The Theory of Integral Nursing is a holistic worldview that includes all aspects of human existence: spiritual, intellectual, emotional, physiological, and social. Using a personalized approach that takes into account the patient’s unique internal and external factors, this theory offers the most appropriate methodology (Smith & Parker, 2015). This model can benefit society since it aims at restoring and supporting health and wellness throughout a person’s life. It considers all factors that affect health, including body, mind, spirit, and community. The advantage is given to effective, more natural, and less invasive therapies. Along with the treatment concept, the concepts of health promotion and disease prevention are of great importance (Smith & Parker, 2015). With an increased integral awareness and a holistic worldview, nurses who practice this theory have new opportunities and ways to strengthen their abilities.
The Theory of Modeling and Role Modeling in nursing focuses on the client’s needs and respects the uniqueness of every person. The patient is viewed as an individual with a certain set of behavioral subsystems. This theory helps to restore the balance in the disturbed subsystem of behavior by influencing the internal and external factors, and the environment surrounding the patient (Alligood, 2017). Using this model, a nurse aims at achieving a change in the person’s behavior to lead him or her to recovery and social adaptation. This approach is the key to responding to the patient’s unique conditions and circumstances.

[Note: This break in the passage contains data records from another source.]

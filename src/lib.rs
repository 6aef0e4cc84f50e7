//! # phasor
//!
//! **Phasor** is a phased lifecycle orchestrator for Rust applications: a
//! pair of coordinators that manage ordered startup and graceful,
//! bounded-time shutdown.
//!
//! ## Architecture
//! ```text
//!     ┌──────────────┐   ┌──────────────┐   ┌──────────────┐
//!     │   TaskSpec   │   │   TaskSpec   │   │   TaskSpec   │
//!     │ (phase slot) │   │ (phase slot) │   │ (phase slot) │
//!     └──────┬───────┘   └──────┬───────┘   └──────┬───────┘
//!            ▼                  ▼                  ▼
//! ┌───────────────────────────────────────────────────────────────────┐
//! │  Orchestrator (Startup or Shutdown)                               │
//! │  - Registry (per-phase ordered task lists, drained at run())      │
//! │  - Bus (broadcast events)                                         │
//! │  - SubscriberSet (fans out to user subscribers)                   │
//! │  - run-state guard (Idle → Running → terminal, at most once)      │
//! └──────┬────────────────────────────────────────────────────┬───────┘
//!        ▼ per phase, in fixed order                          │
//!   ┌───────────────────────────────────────┐                 │
//!   │  Phase runner                         │                 │
//!   │  - fail-fast sequential  (startup)    │   Publishes:    │
//!   │  - best-effort concurrent (shutdown)  │   - PhaseStart  │
//!   └──────┬────────────────────────────────┘   - Task events │
//!          ▼ per task                           - PhaseComplete
//!   ┌───────────────────────────────────────┐                 │
//!   │  run_once: action ⟷ timer race        │                 │
//!   │  (timeout cancels the child token)    │                 │
//!   └───────────────────────────────────────┘                 ▼
//!                                              ┌────────────────────────┐
//!                                              │  bus listener          │
//!                                              │  → SubscriberSet       │
//!                                              │  → per-sub queues      │
//!                                              │  → sub.on_event()      │
//!                                              └────────────────────────┘
//! ```
//!
//! ## Lifecycle
//! ```text
//! Startup:   Idle ─► Running ─► Completed            run() returns Ok
//!                        └─────► Failed              run() returns Err (fail-fast)
//!
//! Shutdown:  Idle ─► Running ─► Terminating ─► exit(code)
//!            (no failed terminal state: phases always proceed)
//! ```
//!
//! ## Features
//! | Area               | Description                                               | Key types / traits                  |
//! |--------------------|-----------------------------------------------------------|-------------------------------------|
//! | **Phases**         | Fixed, totally-ordered lifecycle stages.                  | [`Phase`], [`StartupPhase`], [`ShutdownPhase`] |
//! | **Tasks**          | Named, timeout-bounded, cancelable units of work.         | [`Task`], [`TaskFn`], [`TaskRef`]   |
//! | **Orchestration**  | Ordered phase execution with two policies.                | [`Startup`], [`Shutdown`]           |
//! | **Events**         | Global/phase/task lifecycle events with stable ordering.  | [`Event`], [`EventKind`]            |
//! | **Subscribers**    | Dynamic event handlers (logging, readiness, custom).      | [`Subscribe`], [`SubscriberSet`]    |
//! | **Errors**         | Typed errors for registration, execution, and runs.       | [`TaskError`], [`RegistryError`], [`RunError`] |
//!
//! ## Example
//! ```rust
//! use std::time::Duration;
//! use tokio_util::sync::CancellationToken;
//! use phasor::{Config, Startup, StartupPhase, TaskError, TaskFn, TaskRef};
//!
//! #[tokio::main(flavor = "current_thread")]
//! async fn main() -> Result<(), Box<dyn std::error::Error>> {
//!     let boot: Startup = Startup::new(Config::startup());
//!
//!     let db: TaskRef = TaskFn::arc("db-connect", |ctx: CancellationToken| async move {
//!         if ctx.is_cancelled() {
//!             return Err(TaskError::Canceled);
//!         }
//!         // open the pool...
//!         Ok(())
//!     });
//!     boot.add_task(StartupPhase::Database, db, Some(Duration::from_secs(5)))?;
//!
//!     boot.run().await?;
//!     assert!(boot.is_ready());
//!     Ok(())
//! }
//! ```

mod core;
mod error;
mod events;
mod phases;
mod subscribers;
mod tasks;

// ---- Public re-exports ----

pub use crate::core::{Config, PhaseReport, Shutdown, Startup, TaskResult, TaskStatus};
pub use error::{RegistryError, RunError, TaskError};
pub use events::{Bus, Event, EventKind};
pub use phases::{Phase, ShutdownPhase, StartupPhase};
pub use subscribers::{LogWriter, Subscribe, SubscriberSet, SubscriptionId};
pub use tasks::{Task, TaskFn, TaskRef, TaskSpec};
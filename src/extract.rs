//! Turn a feed page into image posts on the supported host.
//!
//! Non-image posts are filtered out silently. Entries that look like image posts but
//! lack an id, title, or author are reported in [Extraction::skipped] so one bad entry
//! never costs the rest of the page.

use crate::model::{Author, Image};
use crate::reddit::{EntryBody, FeedDocument, FeedEntry};
use regex::Regex;
use reqwest::Url;
use std::fmt;

/// Substring that identifies links on the supported image host.
pub const IMAGE_HOST_MARKER: &str = "imgur";

const HOST_PAGE_PATTERN: &str = r"https?://imgur\.com/[A-Za-z0-9\-]+";
const DIRECT_ASSET_PATTERN: &str = r"https?://i\.imgur\.com/[A-Za-z0-9\-]+(?:\.[A-Za-z0-9]+)?";

/// Why an entry that passed the host filter was dropped.
#[derive(Debug, Clone, PartialEq, Eq)]
pub enum SkipReason {
    MissingField(&'static str),
}

impl fmt::Display for SkipReason {
    fn fmt(&self, f: &mut fmt::Formatter<'_>) -> fmt::Result {
        match self {
            SkipReason::MissingField(name) => write!(f, "entry has no {}", name),
        }
    }
}

/// An entry dropped during extraction, by 0-based position in the feed.
#[derive(Debug, Clone, PartialEq, Eq)]
pub struct SkippedEntry {
    pub position: usize,
    pub reason: SkipReason,
}

/// Result of extracting one page: images in feed order plus dropped entries.
#[derive(Debug, Default)]
pub struct Extraction {
    pub images: Vec<Image>,
    pub skipped: Vec<SkippedEntry>,
}

/// Rewrite `.gifv` links to `.mp4`; gifv needs a player-side decode step we don't do.
pub fn canonical_link(link: &str) -> String {
    if let Ok(mut url) = Url::parse(link) {
        if let Some(stem) = url.path().strip_suffix(".gifv") {
            let path = format!("{}.mp4", stem);
            url.set_path(&path);
            return url.to_string();
        }
        return link.to_string();
    }
    match link.strip_suffix("gifv") {
        Some(stem) => format!("{}mp4", stem),
        None => link.to_string(),
    }
}

/// Split the last path segment of `link` into (stem, extension).
///
/// Returns None when the URL does not parse, has no last segment, or the segment has no
/// extension (galleries, album pages, host pages).
pub fn split_last_segment(link: &str) -> Option<(String, String)> {
    let url = Url::parse(link).ok()?;
    let segment = url.path_segments()?.filter(|s| !s.is_empty()).last()?;
    let (stem, ext) = segment.rsplit_once('.')?;
    if stem.is_empty() || ext.is_empty() {
        return None;
    }
    Some((stem.to_string(), ext.to_string()))
}

/// Image id for a link: final path segment without its extension, or empty.
pub fn image_id(link: &str) -> String {
    split_last_segment(link)
        .map(|(stem, _)| stem)
        .unwrap_or_default()
}

/// Extracts image posts from either feed dialect.
#[derive(Debug, Clone)]
pub struct LinkExtractor {
    host_page: Regex,
    direct_asset: Regex,
}

impl LinkExtractor {
    pub fn new() -> Result<Self, regex::Error> {
        Ok(Self {
            host_page: Regex::new(HOST_PAGE_PATTERN)?,
            direct_asset: Regex::new(DIRECT_ASSET_PATTERN)?,
        })
    }

    pub fn extract(&self, doc: &FeedDocument) -> Extraction {
        let mut out = Extraction::default();
        for (position, entry) in doc.entries.iter().enumerate() {
            let link = match &entry.body {
                EntryBody::Link { domain, url } => match listing_link(domain, url) {
                    Some(link) => link,
                    None => continue,
                },
                EntryBody::Html(content) => {
                    if !content.contains(IMAGE_HOST_MARKER) {
                        continue;
                    }
                    self.html_link(content)
                }
                EntryBody::Missing => continue,
            };
            match build_image(entry, link) {
                Ok(image) => out.images.push(image),
                Err(reason) => out.skipped.push(SkippedEntry { position, reason }),
            }
        }
        out
    }

    /// First host-page link, else first direct-asset link, else empty.
    fn html_link(&self, content: &str) -> String {
        self.host_page
            .find(content)
            .or_else(|| self.direct_asset.find(content))
            .map(|m| canonical_link(m.as_str()))
            .unwrap_or_default()
    }
}

/// Canonical link for a listing entry on the image host with a file-like last segment.
fn listing_link(domain: &Option<String>, url: &Option<String>) -> Option<String> {
    if !domain.as_deref()?.contains(IMAGE_HOST_MARKER) {
        return None;
    }
    let url = url.as_deref()?;
    let host_matches = Url::parse(url)
        .ok()
        .and_then(|u| u.host_str().map(|h| h.contains(IMAGE_HOST_MARKER)))
        .unwrap_or(false);
    if !host_matches {
        return None;
    }
    let link = canonical_link(url);
    if image_id(&link).is_empty() {
        return None;
    }
    Some(link)
}

fn build_image(entry: &FeedEntry, link: String) -> Result<Image, SkipReason> {
    let post_id = entry.id.clone().ok_or(SkipReason::MissingField("id"))?;
    let title = entry.title.clone().ok_or(SkipReason::MissingField("title"))?;
    let name = entry
        .author_name
        .clone()
        .ok_or(SkipReason::MissingField("author"))?;
    let profile_link = entry
        .author_link
        .clone()
        .unwrap_or_else(|| format!("https://www.reddit.com/user/{}/", name));
    Ok(Image {
        post_id,
        image_id: image_id(&link),
        author: Author { name, profile_link },
        post_link: entry.post_link.clone().unwrap_or_default(),
        link,
        title,
        subreddit: entry
            .subreddit
            .clone()
            .or_else(|| entry.category.clone())
            .unwrap_or_default(),
        category: entry.category.clone(),
    })
}

#[cfg(test)]
mod tests {
    use super::*;
    use crate::reddit::FeedDialect;

    fn listing_entry(id: &str, domain: &str, url: &str) -> FeedEntry {
        FeedEntry {
            id: Some(id.to_string()),
            title: Some(format!("post {}", id)),
            author_name: Some("someone".to_string()),
            author_link: None,
            post_link: Some(format!("https://www.reddit.com/r/pics/comments/{}/", id)),
            subreddit: Some("pics".to_string()),
            category: None,
            body: EntryBody::Link {
                domain: Some(domain.to_string()),
                url: Some(url.to_string()),
            },
        }
    }

    fn html_entry(id: &str, content: &str) -> FeedEntry {
        FeedEntry {
            id: Some(id.to_string()),
            title: Some("t".to_string()),
            author_name: Some("someone".to_string()),
            author_link: Some("https://www.reddit.com/user/someone".to_string()),
            post_link: None,
            subreddit: None,
            category: Some("pics".to_string()),
            body: EntryBody::Html(content.to_string()),
        }
    }

    fn doc(dialect: FeedDialect, entries: Vec<FeedEntry>) -> FeedDocument {
        FeedDocument { dialect, entries }
    }

    fn extractor() -> LinkExtractor {
        LinkExtractor::new().expect("patterns compile")
    }

    #[test]
    fn gifv_is_rewritten_to_mp4() {
        let link = canonical_link("https://i.imgur.com/abc123.gifv");
        assert_eq!(link, "https://i.imgur.com/abc123.mp4");
        assert_eq!(image_id(&link), "abc123");
    }

    #[test]
    fn non_gifv_links_are_untouched() {
        assert_eq!(
            canonical_link("https://i.imgur.com/xyz789.png"),
            "https://i.imgur.com/xyz789.png"
        );
    }

    #[test]
    fn image_id_strips_only_the_trailing_extension() {
        assert_eq!(image_id("https://i.imgur.com/xyz789.png"), "xyz789");
        assert_eq!(image_id("https://i.imgur.com/a.b.jpg?x=1"), "a.b");
        let link = "https://i.imgur.com/xyz789.png";
        assert_eq!(image_id(link), image_id(link));
    }

    #[test]
    fn image_id_is_empty_without_extension() {
        assert_eq!(image_id("https://imgur.com/a/gallery"), "");
        assert_eq!(image_id("https://imgur.com/"), "");
        assert_eq!(image_id("not a url"), "");
        assert_eq!(image_id(""), "");
    }

    #[test]
    fn listing_keeps_only_imgur_files() {
        let d = doc(
            FeedDialect::Json,
            vec![
                listing_entry("1", "i.imgur.com", "https://i.imgur.com/one.jpg"),
                listing_entry("2", "i.redd.it", "https://i.redd.it/two.jpg"),
                listing_entry("3", "imgur.com", "https://imgur.com/a/album"),
                listing_entry("4", "imgur.com", "https://example.com/four.png"),
                listing_entry("5", "i.imgur.com", "https://i.imgur.com/five.gifv"),
            ],
        );
        let out = extractor().extract(&d);
        let ids: Vec<_> = out.images.iter().map(|i| i.image_id.as_str()).collect();
        assert_eq!(ids, vec!["one", "five"]);
        assert_eq!(out.images[1].link, "https://i.imgur.com/five.mp4");
        assert!(out.skipped.is_empty());
    }

    #[test]
    fn listing_without_extension_never_yields_an_image() {
        let d = doc(
            FeedDialect::Json,
            vec![
                listing_entry("1", "imgur.com", "https://imgur.com/noext"),
                listing_entry("2", "imgur.com", "https://i.imgur.com/dir.v2/noext"),
            ],
        );
        let out = extractor().extract(&d);
        assert!(out.images.iter().all(|i| i.image_id.is_empty()));
        assert!(out.images.is_empty());
    }

    #[test]
    fn listing_image_fields() {
        let d = doc(
            FeedDialect::Json,
            vec![listing_entry("xy", "i.imgur.com", "https://i.imgur.com/xyz789.png")],
        );
        let out = extractor().extract(&d);
        let image = &out.images[0];
        assert_eq!(image.post_id, "xy");
        assert_eq!(image.subreddit, "pics");
        assert_eq!(image.author.name, "someone");
        assert_eq!(
            image.author.profile_link,
            "https://www.reddit.com/user/someone/"
        );
        assert_eq!(image.category, None);
    }

    #[test]
    fn malformed_entry_is_skipped_and_rest_kept() {
        let mut broken = listing_entry("2", "i.imgur.com", "https://i.imgur.com/two.png");
        broken.author_name = None;
        let d = doc(
            FeedDialect::Json,
            vec![
                listing_entry("1", "i.imgur.com", "https://i.imgur.com/one.png"),
                broken,
                listing_entry("3", "i.imgur.com", "https://i.imgur.com/three.png"),
            ],
        );
        let out = extractor().extract(&d);
        assert_eq!(out.images.len(), 2);
        assert_eq!(
            out.skipped,
            vec![SkippedEntry {
                position: 1,
                reason: SkipReason::MissingField("author"),
            }]
        );
    }

    #[test]
    fn html_prefers_host_page_link() {
        let content = r#"<a href="https://i.imgur.com/direct1.jpg">img</a> <a href="https://imgur.com/page22">page</a>"#;
        let d = doc(FeedDialect::Rss, vec![html_entry("1", content)]);
        let out = extractor().extract(&d);
        assert_eq!(out.images[0].link, "https://imgur.com/page22");
        assert_eq!(out.images[0].image_id, "");
        assert_eq!(out.images[0].category.as_deref(), Some("pics"));
        assert_eq!(out.images[0].subreddit, "pics");
    }

    #[test]
    fn html_falls_back_to_direct_link() {
        let content = r#"<a href="https://i.imgur.com/abc123.gifv">[link]</a>"#;
        let d = doc(FeedDialect::Rss, vec![html_entry("1", content)]);
        let out = extractor().extract(&d);
        assert_eq!(out.images[0].link, "https://i.imgur.com/abc123.mp4");
        assert_eq!(out.images[0].image_id, "abc123");
    }

    #[test]
    fn html_without_match_leaves_link_empty() {
        let content = "mentions imgur but links nowhere";
        let d = doc(
            FeedDialect::Rss,
            vec![html_entry("1", content), html_entry("2", "no host here")],
        );
        let out = extractor().extract(&d);
        assert_eq!(out.images.len(), 1);
        assert_eq!(out.images[0].link, "");
        assert!(!out.images[0].is_downloadable());
    }

    #[test]
    fn entries_without_body_are_ignored() {
        let d = doc(FeedDialect::Rss, vec![FeedEntry::default()]);
        let out = extractor().extract(&d);
        assert!(out.images.is_empty());
        assert!(out.skipped.is_empty());
    }
}
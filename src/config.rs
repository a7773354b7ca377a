//! Optional config file loading. Search order: ./mavic.toml, then
//! $XDG_CONFIG_HOME/mavic/config.toml (or ~/.config/mavic/config.toml).

use serde::Deserialize;
use std::path::{Path, PathBuf};

/// Config file contents. All fields optional; only present keys override defaults.
#[derive(Debug, Default, Deserialize)]
#[serde(rename_all = "snake_case", default)]
pub struct Config {
    /// Default output directory when -o is not set. Paths are relative to CWD.
    pub output_dir: Option<PathBuf>,
    /// Posts per subreddit (default 50; 0, negative, or above 500 resets to 50).
    pub limit: Option<i64>,
    /// Listing sort: hot, new, rising, controversial[-span], top[-span].
    pub page_type: Option<String>,
    /// Also scrape the front page.
    pub front_page: Option<bool>,
    /// Feed format: json (default) or rss.
    pub feed: Option<String>,
    /// Detect the real file type from its first bytes (default true).
    pub sniff: Option<bool>,
    /// Put every image directly in the output directory.
    pub root_folder_only: Option<bool>,
    /// HTTP User-Agent header.
    pub user_agent: Option<String>,
    /// Delay in seconds between requests.
    pub request_delay_secs: Option<u64>,
    /// Request timeout in seconds.
    pub timeout_secs: Option<u64>,
    /// Number of HTTP attempts for transient failures (default 3).
    pub retry_count: Option<u32>,
    /// Delay in seconds before each retry (e.g. [1, 2]).
    pub retry_backoff_secs: Option<Vec<u64>>,
}

/// Search order: (1) ./mavic.toml, (2) $XDG_CONFIG_HOME/mavic/config.toml.
/// Missing file returns Ok(None). Invalid TOML or I/O error reading a present file returns Err.
pub fn load_config() -> Result<Option<Config>, String> {
    let cwd = std::env::current_dir()
        .map_err(|e| format!("Cannot determine current directory: {}", e))?;
    let mut paths = vec![cwd.join("mavic.toml")];
    if let Some(d) = dirs::config_dir() {
        paths.push(d.join("mavic").join("config.toml"));
    }
    load_first(&paths)
}

fn load_first(paths: &[PathBuf]) -> Result<Option<Config>, String> {
    for path in paths {
        if path.exists() {
            return read_config(path).map(Some);
        }
    }
    Ok(None)
}

fn read_config(path: &Path) -> Result<Config, String> {
    let s = std::fs::read_to_string(path)
        .map_err(|e| format!("Cannot read config {}: {}", path.display(), e))?;
    toml::from_str(&s).map_err(|e| format!("Invalid config {}: {}", path.display(), e))
}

These theories in the integrative-interactive paradigm focus on the person as an active participant, as well as on his or her self-esteem, the ability to communicate, and perform certain roles. Nursing assistance plays an important role when the self-perception of a person associated with the state of his or her health cannot be easily adapted. The goal of these conceptual models in nursing is to achieve a state of health through a holistic approach and therapeutic interaction between a nurse and a patient.
References
Alligood, M. R. (2017). Nursing theorists and their work (9th ed.). St Louis, Missouri: Elsevier.
Lim-Saco, F. (2019). Philosophical and contextual issues in nursing theory development concerning technological competency as caring in nursing.The Journal of Medical Investigation, 66(1.2), 8-11. Web.
Smith, M. C., & Parker, M. E. (2015). Nursing theories and nursing practice (4th ed.). Philadelphia, PA: FA Davis.